Between 6 December and 22 November 2015 there were 2068 failed attempts to login into my machine exposed on the interwebs. I excluded the the ones due to me being unable to type my super-safe password correctly. This equates to about 6 attempts per hour on a machine that is not widely advertised. Presumably, this is mainly due to random attacks that you can also investigate with network telescope, in fact my machine is a network telescope of sorts. So looking at the frequency of usernames used in failed attempts (or attempted break ins if you like) root is the most popular choice and the top 20 are:
User Name | Count |
root | 1272 |
admin | 207 |
ubnt | 106 |
user | 69 |
pi | 64 |
support | 30 |
adm | 25 |
test | 22 |
zhangyan | 20 |
dff | 18 |
guest | 15 |
reception | 15 |
a | 9 |
oracle | 9 |
from | 7 |
aaron | 6 |
ftp | 6 |
cisco | 5 |
ftpuser | 5 |
Plotting the rank of a user name against its frequency logarithmically we get the all too familiar picture of a heavy tailed distribution or power law:
However, here the x-axis barely covers 2 decades, so one should be a bit careful to declare that we see a power law with a gradient of about -1.5. Another way to visualise the data is to look at the usernames used in chronological order (excluding repeats) as nodes in a network. Even this very small sample produces a surprisingly complicated graph.

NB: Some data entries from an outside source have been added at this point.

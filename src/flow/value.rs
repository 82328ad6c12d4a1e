// SPDX-License-Identifier: MIT OR Apache-2.0
// Copyright (c) 2025 rankflow contributors

//! Dynamically typed configuration values

use indexmap::IndexMap;
use serde::{Deserialize, Serialize};
use std::fmt;

/// A single configuration value.
///
/// Definitions are loaded from YAML or JSON, so values can be any scalar, a
/// sequence or a nested map. Keeping them as a closed enum lets the few
/// type-sensitive operations (loop variables, directory parameters) match
/// exhaustively instead of probing an untyped map.
#[derive(Debug, Clone, PartialEq, Serialize, Deserialize, Default)]
#[serde(untagged)]
pub enum FlowValue {
    #[default]
    Null,
    Bool(bool),
    Integer(i64),
    Float(f64),
    String(String),
    List(Vec<FlowValue>),
    Map(IndexMap<String, FlowValue>),
}

impl FlowValue {
    /// Borrow the value as a string slice, if it is a string
    pub fn as_str(&self) -> Option<&str> {
        match self {
            Self::String(s) => Some(s),
            _ => None,
        }
    }

    pub fn as_bool(&self) -> Option<bool> {
        match self {
            Self::Bool(b) => Some(*b),
            _ => None,
        }
    }

    /// Integer view; floats with no fractional part and numeric strings are accepted
    pub fn as_i64(&self) -> Option<i64> {
        match self {
            Self::Integer(i) => Some(*i),
            Self::Float(f) if f.fract() == 0.0 => Some(*f as i64),
            Self::String(s) => s.trim().parse().ok(),
            _ => None,
        }
    }

    pub fn as_list(&self) -> Option<&[FlowValue]> {
        match self {
            Self::List(items) => Some(items),
            _ => None,
        }
    }

    pub fn as_map(&self) -> Option<&IndexMap<String, FlowValue>> {
        match self {
            Self::Map(map) => Some(map),
            _ => None,
        }
    }

    pub fn is_null(&self) -> bool {
        matches!(self, Self::Null)
    }

    /// True for null and for strings that are empty after trimming
    pub fn is_blank(&self) -> bool {
        match self {
            Self::Null => true,
            Self::String(s) => s.trim().is_empty(),
            _ => false,
        }
    }

    /// Short type name used in error messages
    pub fn kind(&self) -> &'static str {
        match self {
            Self::Null => "null",
            Self::Bool(_) => "boolean",
            Self::Integer(_) => "integer",
            Self::Float(_) => "float",
            Self::String(_) => "string",
            Self::List(_) => "sequence",
            Self::Map(_) => "map",
        }
    }

    /// Parse a command-line literal (`--set key=value`).
    ///
    /// The text is read as a YAML scalar or flow collection, so `3`, `true`
    /// and `[a, b]` keep their types. Anything YAML rejects stays a string.
    pub fn parse_literal(text: &str) -> Self {
        match serde_yaml::from_str::<FlowValue>(text) {
            Ok(value) => value,
            Err(_) => Self::String(text.to_string()),
        }
    }
}

impl fmt::Display for FlowValue {
    fn fmt(&self, f: &mut fmt::Formatter<'_>) -> fmt::Result {
        match self {
            Self::Null => Ok(()),
            Self::Bool(b) => write!(f, "{}", b),
            Self::Integer(i) => write!(f, "{}", i),
            Self::Float(x) => write!(f, "{}", x),
            Self::String(s) => f.write_str(s),
            Self::List(items) => {
                for (idx, item) in items.iter().enumerate() {
                    if idx > 0 {
                        f.write_str(",")?;
                    }
                    write!(f, "{}", item)?;
                }
                Ok(())
            }
            Self::Map(_) => {
                let json = serde_json::to_string(self).map_err(|_| fmt::Error)?;
                f.write_str(&json)
            }
        }
    }
}

impl From<&str> for FlowValue {
    fn from(s: &str) -> Self {
        Self::String(s.to_string())
    }
}

impl From<String> for FlowValue {
    fn from(s: String) -> Self {
        Self::String(s)
    }
}

impl From<bool> for FlowValue {
    fn from(b: bool) -> Self {
        Self::Bool(b)
    }
}

impl From<i64> for FlowValue {
    fn from(i: i64) -> Self {
        Self::Integer(i)
    }
}

impl From<i32> for FlowValue {
    fn from(i: i32) -> Self {
        Self::Integer(i64::from(i))
    }
}

impl From<usize> for FlowValue {
    fn from(i: usize) -> Self {
        Self::Integer(i as i64)
    }
}

impl From<f64> for FlowValue {
    fn from(x: f64) -> Self {
        Self::Float(x)
    }
}

impl From<Vec<FlowValue>> for FlowValue {
    fn from(items: Vec<FlowValue>) -> Self {
        Self::List(items)
    }
}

This is a graph produced by the twopi program of graphviz which looked like the prettiest one. The most connected nodes are root and admin. Is this useful? One interesting way approach this question would be to compare this graph and the analysis above with a data set that contains only valid and successful logins. If the data looks suitably diffrent one could use this approach to get alerted to unwanted behaviour. Unfortunately, I do not have access to such a data set.
I was also intrigued to see the user name pi to feature quite high in the charts, ten years ago this would have been less popular.